Required work
Work out how many lines in the data that follows contain "pending". Write nothing but the number.

[Stored items]
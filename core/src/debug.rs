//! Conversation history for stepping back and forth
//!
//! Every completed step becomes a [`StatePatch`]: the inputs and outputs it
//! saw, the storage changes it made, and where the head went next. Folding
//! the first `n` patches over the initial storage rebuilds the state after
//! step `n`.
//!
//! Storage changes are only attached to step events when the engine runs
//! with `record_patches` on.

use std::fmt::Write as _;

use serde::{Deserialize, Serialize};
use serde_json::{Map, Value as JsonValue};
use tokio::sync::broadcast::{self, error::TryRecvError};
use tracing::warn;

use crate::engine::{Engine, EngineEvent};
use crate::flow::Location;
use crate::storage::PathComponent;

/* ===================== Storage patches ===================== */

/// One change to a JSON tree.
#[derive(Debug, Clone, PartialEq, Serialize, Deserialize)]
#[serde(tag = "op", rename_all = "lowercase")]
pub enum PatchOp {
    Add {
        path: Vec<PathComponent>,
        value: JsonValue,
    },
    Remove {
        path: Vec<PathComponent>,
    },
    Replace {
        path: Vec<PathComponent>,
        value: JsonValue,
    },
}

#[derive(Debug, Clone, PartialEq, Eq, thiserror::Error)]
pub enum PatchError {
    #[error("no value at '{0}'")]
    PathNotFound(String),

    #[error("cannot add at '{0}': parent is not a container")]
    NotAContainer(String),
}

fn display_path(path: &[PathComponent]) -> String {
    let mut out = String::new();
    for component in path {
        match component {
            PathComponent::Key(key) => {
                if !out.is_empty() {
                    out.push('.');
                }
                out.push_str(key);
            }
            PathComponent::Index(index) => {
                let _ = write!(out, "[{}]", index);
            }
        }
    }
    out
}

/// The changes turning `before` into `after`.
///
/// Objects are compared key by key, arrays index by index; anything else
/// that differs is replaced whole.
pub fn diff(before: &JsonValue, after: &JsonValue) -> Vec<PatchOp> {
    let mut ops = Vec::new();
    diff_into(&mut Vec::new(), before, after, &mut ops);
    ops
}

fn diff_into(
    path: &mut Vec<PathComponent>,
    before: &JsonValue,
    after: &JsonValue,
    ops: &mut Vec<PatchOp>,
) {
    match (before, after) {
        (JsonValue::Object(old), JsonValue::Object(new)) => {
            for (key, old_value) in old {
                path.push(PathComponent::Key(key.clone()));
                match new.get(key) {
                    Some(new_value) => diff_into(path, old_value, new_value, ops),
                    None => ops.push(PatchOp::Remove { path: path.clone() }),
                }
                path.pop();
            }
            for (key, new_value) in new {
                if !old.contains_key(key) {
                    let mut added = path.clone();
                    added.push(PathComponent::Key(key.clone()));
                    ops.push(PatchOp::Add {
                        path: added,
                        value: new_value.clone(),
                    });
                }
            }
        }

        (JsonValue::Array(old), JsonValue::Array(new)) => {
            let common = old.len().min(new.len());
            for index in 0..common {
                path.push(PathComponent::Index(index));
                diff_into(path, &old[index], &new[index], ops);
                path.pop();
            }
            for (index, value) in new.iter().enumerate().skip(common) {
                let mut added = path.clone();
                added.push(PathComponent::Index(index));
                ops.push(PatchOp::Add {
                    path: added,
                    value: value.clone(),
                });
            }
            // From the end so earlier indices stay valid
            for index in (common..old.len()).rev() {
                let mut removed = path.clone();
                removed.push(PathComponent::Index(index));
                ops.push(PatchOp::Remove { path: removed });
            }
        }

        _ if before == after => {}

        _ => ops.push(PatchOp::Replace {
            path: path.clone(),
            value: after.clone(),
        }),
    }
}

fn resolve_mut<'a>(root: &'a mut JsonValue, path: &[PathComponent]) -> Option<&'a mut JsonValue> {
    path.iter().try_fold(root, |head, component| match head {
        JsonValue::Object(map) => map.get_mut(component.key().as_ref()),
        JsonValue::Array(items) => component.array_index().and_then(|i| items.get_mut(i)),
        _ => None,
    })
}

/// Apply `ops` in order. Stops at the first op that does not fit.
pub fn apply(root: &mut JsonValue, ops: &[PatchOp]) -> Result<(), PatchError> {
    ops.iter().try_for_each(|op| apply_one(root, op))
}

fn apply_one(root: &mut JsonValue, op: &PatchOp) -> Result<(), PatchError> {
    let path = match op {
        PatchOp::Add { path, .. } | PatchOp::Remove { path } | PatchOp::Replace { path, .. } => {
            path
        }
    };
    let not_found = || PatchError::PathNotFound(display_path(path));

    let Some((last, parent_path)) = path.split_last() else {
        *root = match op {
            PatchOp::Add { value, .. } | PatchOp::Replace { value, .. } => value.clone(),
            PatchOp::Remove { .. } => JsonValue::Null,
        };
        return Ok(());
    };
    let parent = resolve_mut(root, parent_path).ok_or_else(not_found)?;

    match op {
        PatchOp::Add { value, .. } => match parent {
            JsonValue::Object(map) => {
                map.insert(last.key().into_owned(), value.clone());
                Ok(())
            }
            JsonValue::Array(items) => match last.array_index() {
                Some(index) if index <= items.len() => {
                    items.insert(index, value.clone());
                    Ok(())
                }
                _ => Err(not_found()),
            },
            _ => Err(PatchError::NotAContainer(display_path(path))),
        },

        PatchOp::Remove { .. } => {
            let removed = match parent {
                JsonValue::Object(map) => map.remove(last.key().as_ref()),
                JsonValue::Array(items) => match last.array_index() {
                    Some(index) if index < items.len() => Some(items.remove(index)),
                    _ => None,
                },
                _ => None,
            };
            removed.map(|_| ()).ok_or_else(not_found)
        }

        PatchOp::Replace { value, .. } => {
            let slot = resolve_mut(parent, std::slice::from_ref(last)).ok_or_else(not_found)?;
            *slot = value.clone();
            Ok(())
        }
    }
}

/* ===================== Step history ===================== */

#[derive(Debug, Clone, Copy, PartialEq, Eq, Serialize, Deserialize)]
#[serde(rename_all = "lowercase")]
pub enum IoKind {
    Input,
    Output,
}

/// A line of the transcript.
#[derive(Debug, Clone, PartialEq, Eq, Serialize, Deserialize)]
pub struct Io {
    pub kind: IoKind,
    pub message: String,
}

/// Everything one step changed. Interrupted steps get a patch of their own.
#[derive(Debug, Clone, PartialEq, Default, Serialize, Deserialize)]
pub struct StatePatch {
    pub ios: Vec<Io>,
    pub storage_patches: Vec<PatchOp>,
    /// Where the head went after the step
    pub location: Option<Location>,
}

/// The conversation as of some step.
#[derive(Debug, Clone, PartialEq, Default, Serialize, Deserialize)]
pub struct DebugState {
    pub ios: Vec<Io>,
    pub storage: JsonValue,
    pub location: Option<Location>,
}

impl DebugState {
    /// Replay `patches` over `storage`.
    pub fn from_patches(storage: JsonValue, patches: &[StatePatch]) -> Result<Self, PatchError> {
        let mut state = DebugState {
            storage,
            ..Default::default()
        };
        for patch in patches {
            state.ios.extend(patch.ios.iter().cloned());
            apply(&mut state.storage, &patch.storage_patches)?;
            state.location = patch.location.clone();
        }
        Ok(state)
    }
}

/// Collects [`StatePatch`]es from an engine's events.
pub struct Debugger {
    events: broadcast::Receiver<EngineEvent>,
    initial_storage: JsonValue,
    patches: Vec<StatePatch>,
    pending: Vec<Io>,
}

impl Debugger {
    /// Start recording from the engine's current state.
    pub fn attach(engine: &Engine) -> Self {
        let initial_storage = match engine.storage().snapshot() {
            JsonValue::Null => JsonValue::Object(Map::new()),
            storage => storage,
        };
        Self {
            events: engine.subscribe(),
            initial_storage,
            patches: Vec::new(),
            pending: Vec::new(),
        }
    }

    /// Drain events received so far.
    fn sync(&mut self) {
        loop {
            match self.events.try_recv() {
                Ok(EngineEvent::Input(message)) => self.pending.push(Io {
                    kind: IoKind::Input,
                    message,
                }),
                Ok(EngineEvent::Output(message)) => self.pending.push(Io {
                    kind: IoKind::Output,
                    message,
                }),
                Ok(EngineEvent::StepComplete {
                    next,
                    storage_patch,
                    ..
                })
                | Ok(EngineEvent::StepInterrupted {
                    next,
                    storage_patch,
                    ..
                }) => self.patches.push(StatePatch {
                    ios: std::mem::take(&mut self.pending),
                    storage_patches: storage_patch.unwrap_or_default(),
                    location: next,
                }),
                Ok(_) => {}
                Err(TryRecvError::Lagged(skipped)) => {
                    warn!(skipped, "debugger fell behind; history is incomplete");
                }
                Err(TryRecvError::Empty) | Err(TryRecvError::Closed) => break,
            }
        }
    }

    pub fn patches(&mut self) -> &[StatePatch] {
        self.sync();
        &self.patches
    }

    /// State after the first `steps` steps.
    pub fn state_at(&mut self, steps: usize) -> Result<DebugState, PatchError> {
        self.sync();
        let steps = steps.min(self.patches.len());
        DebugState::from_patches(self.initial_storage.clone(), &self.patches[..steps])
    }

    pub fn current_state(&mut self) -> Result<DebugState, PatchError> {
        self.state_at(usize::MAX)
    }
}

Finished task
5